Open GoogleCodeExporter opened 8 years ago
1) maybe we need another update
or
2) restore to last good copy and then update
or
3)
full rebuild.
Original comment by zack...@gmail.com
on 5 Sep 2014 at 5:59
I am going to try approach 2) first.
I am going to put a notice saying :
"We are working on reported issues. Sorry for inconvenience."

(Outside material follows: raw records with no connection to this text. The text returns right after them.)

impl ProcessedBatch {
    pub fn is_empty(&self) -> bool {
        self.items.is_empty() && self.warnings.is_empty()
    }
}

// ---------------------------------------------------------------------------
// Queue
// ---------------------------------------------------------------------------

#[derive(Debug, Clone)]
pub struct Queue {
    paths: QueuePaths,
    lock: QueueLock,
    lock_wait: Duration,
}

impl Queue {
    /// Open the queue stored in `dir`. Files are created lazily.
    pub fn open(dir: &Path) -> Self {
        let paths = QueuePaths::in_dir(dir);
        let lock = QueueLock::new(paths.lock.clone());
        Self {
            paths,
            lock,
            lock_wait: DEFAULT_LOCK_WAIT,
        }
    }

    /// Open the queue of a project root (`<root>/.nightwatch/queue`).
    pub fn for_root(root: &Path) -> Self {
        Self::open(&crate::paths::queue_dir(root))
    }

    pub fn paths(&self) -> &QueuePaths {
        &self.paths
    }

    pub fn lock(&self) -> &QueueLock {
        &self.lock
    }

    pub fn set_lock_timeout(&mut self, timeout: Duration) {
        self.lock.set_timeout(timeout);
    }

    /// How long `add`/`load`/`process` wait for a live holder before giving up.
    pub fn set_lock_wait(&mut self, wait: Duration) {
        self.lock_wait = wait;
    }

    // -----------------------------------------------------------------------
    // Operations
    // -----------------------------------------------------------------------

    /// Append one entry to the pending log.
    ///
    /// Embedded newlines are folded to spaces so the entry stays on one line.
    pub fn add(&self, content: &str) -> Result<QueueItem> {
        let content = content.replace(['\r', '\n'], " ");
        if let store::Content::InvalidCommand(token) = store::classify_content(&content) {
            return Err(NightwatchError::InvalidCommand(token));
        }

        let _guard = self.guard()?;
        self.recover()?;

        let added_at = crate::clock::now_millis();
        let mut ids = self.archived_ids_since(added_at)?;
        self.read_log(LogKind::Pending, &mut ids)?;

        let item = store::new_item(ids.next_id(added_at), &content, added_at);
        let mut line = serialize_item(&item);
        line.push('\n');
        io::append_text(&self.paths.pending, &line)?;

        tracing::debug!(id = %item.id, kind = ?item.kind, "queued item");
        Ok(item)
    }

    pub fn add_command(&self, command: &QueueCommand) -> Result<QueueItem> {
        self.add(&command.token())
    }

    /// Snapshot both logs. Missing files are empty logs.
    pub fn load(&self) -> Result<QueueState> {
        let _guard = self.guard()?;
        self.recover()?;

        let mut ids = IdSequencer::new();
        let processed = self.read_log(LogKind::Processed, &mut ids)?;
        let pending = self.read_log(LogKind::Pending, &mut ids)?;

        let mut warnings = processed.warnings;
        warnings.extend(pending.warnings);
        Ok(QueueState {
            pending: pending.items,
            processed: processed.items,
            warnings,
        })
    }

    /// Move every pending item to the processed log and return what moved.
    ///
    /// Racing callers are serialized by the lock, so each item lands in
    /// exactly one returned batch.
    pub fn process(&self) -> Result<ProcessedBatch> {
        let _guard = self.guard()?;
        self.recover()?;

        let pending_text = io::read_or_empty(&self.paths.pending)?;
        if pending_text.trim().is_empty() {
            return Ok(ProcessedBatch::default());
        }

        let oldest = parse_log(&pending_text, LogKind::Pending, &mut IdSequencer::new())
            .items
            .iter()
            .map(|item| item.added_at)
            .min();
        let mut ids = match oldest {
            Some(since) => self.archived_ids_since(since)?,
            None => IdSequencer::new(),
        };
        let pending = parse_log(&pending_text, LogKind::Pending, &mut ids);

        let processed_at = crate::clock::now_millis();
        let items: Vec<QueueItem> = pending
            .items
            .into_iter()
            .map(|mut item| {
                item.processed_at = Some(processed_at);
                item
            })
            .collect();
        let batch_text = serialize_log(&items);

        io::atomic_write(&self.paths.inflight, batch_text.as_bytes())?;
        io::atomic_write(&self.paths.pending, b"")?;
        io::append_text(&self.paths.processed, &batch_text)?;
        std::fs::remove_file(&self.paths.inflight)?;

        for warning in &pending.warnings {
            tracing::warn!(warning = %warning, "dropped malformed queue line");
        }

        let mut batch = ProcessedBatch {
            warnings: pending.warnings,
            ..Default::default()
        };
        for item in items {
            match &item.command {
                Some(cmd) => batch.commands.push(cmd.clone()),
                None => batch.prompts.push(item.content.clone()),
            }
            batch.items.push(item);
        }

        tracing::info!(
            prompts = batch.prompts.len(),
            commands = batch.commands.len(),
            "drained queue"
        );
        Ok(batch)
    }

    // -----------------------------------------------------------------------
    // Internals
    // -----------------------------------------------------------------------

    fn guard(&self) -> Result<LockGuard<'_>> {
        LockGuard::acquire(&self.lock, self.lock_wait)?
            .ok_or_else(|| NightwatchError::LockBusy(self.lock.path().display().to_string()))
    }

    fn read_log(&self, kind: LogKind, ids: &mut IdSequencer) -> Result<ParsedLog> {
        let path = match kind {
            LogKind::Pending => &self.paths.pending,
            LogKind::Processed => &self.paths.processed,
        };
        Ok(parse_log(&io::read_or_empty(path)?, kind, ids))
    }

    /// Seed a sequencer with the archived entries added at or after `since`.
    ///
    /// The archive is appended in drain order, which is add order, so the
    /// walk from the end stops at the first entry older than `since` instead
    /// of parsing the whole history.
    fn archived_ids_since(&self, since: DateTime<Utc>) -> Result<IdSequencer> {
        let since = since.timestamp_millis();
        let mut ids = IdSequencer::new();
        io::for_each_line_rev(&self.paths.processed, |line| {
            let parsed = parse_log(line, LogKind::Processed, &mut IdSequencer::new());
            let Some(item) = parsed.items.first() else {
                return true;
            };
            if item.added_at.timestamp_millis() < since {
                return false;
            }
            ids.observe(item.added_at);
            true
        })?;
        Ok(ids)
    }

    /// Finish or discard a drain interrupted by a crash. Caller holds the lock.
    fn recover(&self) -> Result<()> {
        let journal = match std::fs::read_to_string(&self.paths.inflight) {
            Ok(text) => text,
            Err(e) if e.kind() == std::io::ErrorKind::NotFound => return Ok(()),
            Err(e) => return Err(e.into()),
        };

        let batch = parse_log(&journal, LogKind::Processed, &mut IdSequencer::new());
        let pending_text = io::read_or_empty(&self.paths.pending)?;
        let pending = parse_log(&pending_text, LogKind::Pending, &mut IdSequencer::new());

        let still_pending = !batch.items.is_empty()
            && pending.items.len() >= batch.items.len()
            && batch
                .items
                .iter()
                .zip(&pending.items)
                .all(|(b, p)| b.added_at == p.added_at && b.content == p.content);

        if still_pending {
            tracing::warn!("discarding drain journal; pending log was never truncated");
        } else {
            let processed_text = io::read_or_empty(&self.paths.processed)?;
            if !processed_text.ends_with(&journal) {
                tracing::warn!(
                    items = batch.items.len(),
                    "completing interrupted queue drain"
                );
                io::append_text(&self.paths.processed, &journal)?;
            }
        }
        std::fs::remove_file(&self.paths.inflight)?;
        Ok(())
    }
}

Original comment by natalia....@gmail.com
on 5 Sep 2014 at 6:53
There were 3 insertQC.pl processes running, from previous days probably. Killed
them, restored db to August 25 copy and started update
Original comment by natalia....@gmail.com
on 5 Sep 2014 at 7:42
Yeah, That was probably the problem.
We should check if another process is running and die if true, to prevent this
Original comment by zack...@gmail.com
on 5 Sep 2014 at 7:51
How about making sequencingDevel_Everyday.sh look like this:
#!/bin/sh
p=`ps -ef | grep insertQC.pl | awk END'{print NR}'`;
if [ $p -eq 1 ]
then
./insertQC.pl 4
fi
Original comment by natalia....@gmail.com
on 5 Sep 2014 at 8:37
Storage is still slow. It takes 3 sec for ls /storage to return
Original comment by natalia....@gmail.com
on 5 Sep 2014 at 8:42
unfortunately this is somewhat expected since a lot of disk operations are
happening on the head node right now.
Original comment by zack...@gmail.com
on 5 Sep 2014 at 9:17
I started the update at 12:40 and the process is hanging since 18:22. I am
curious when storage is going to be back to normal. I disabled the update since
the current one is hanging.
Original comment by natalia....@gmail.com
on 6 Sep 2014 at 3:42
is it completely hung or just very slow, there is a big difference between the
two.
you can ssh into hpc-laird and see the load. it looks as if moiz is backing up
hundreds of gigs.
Original comment by zack...@gmail.com
on 6 Sep 2014 at 3:46
Issue 807 has been merged into this issue.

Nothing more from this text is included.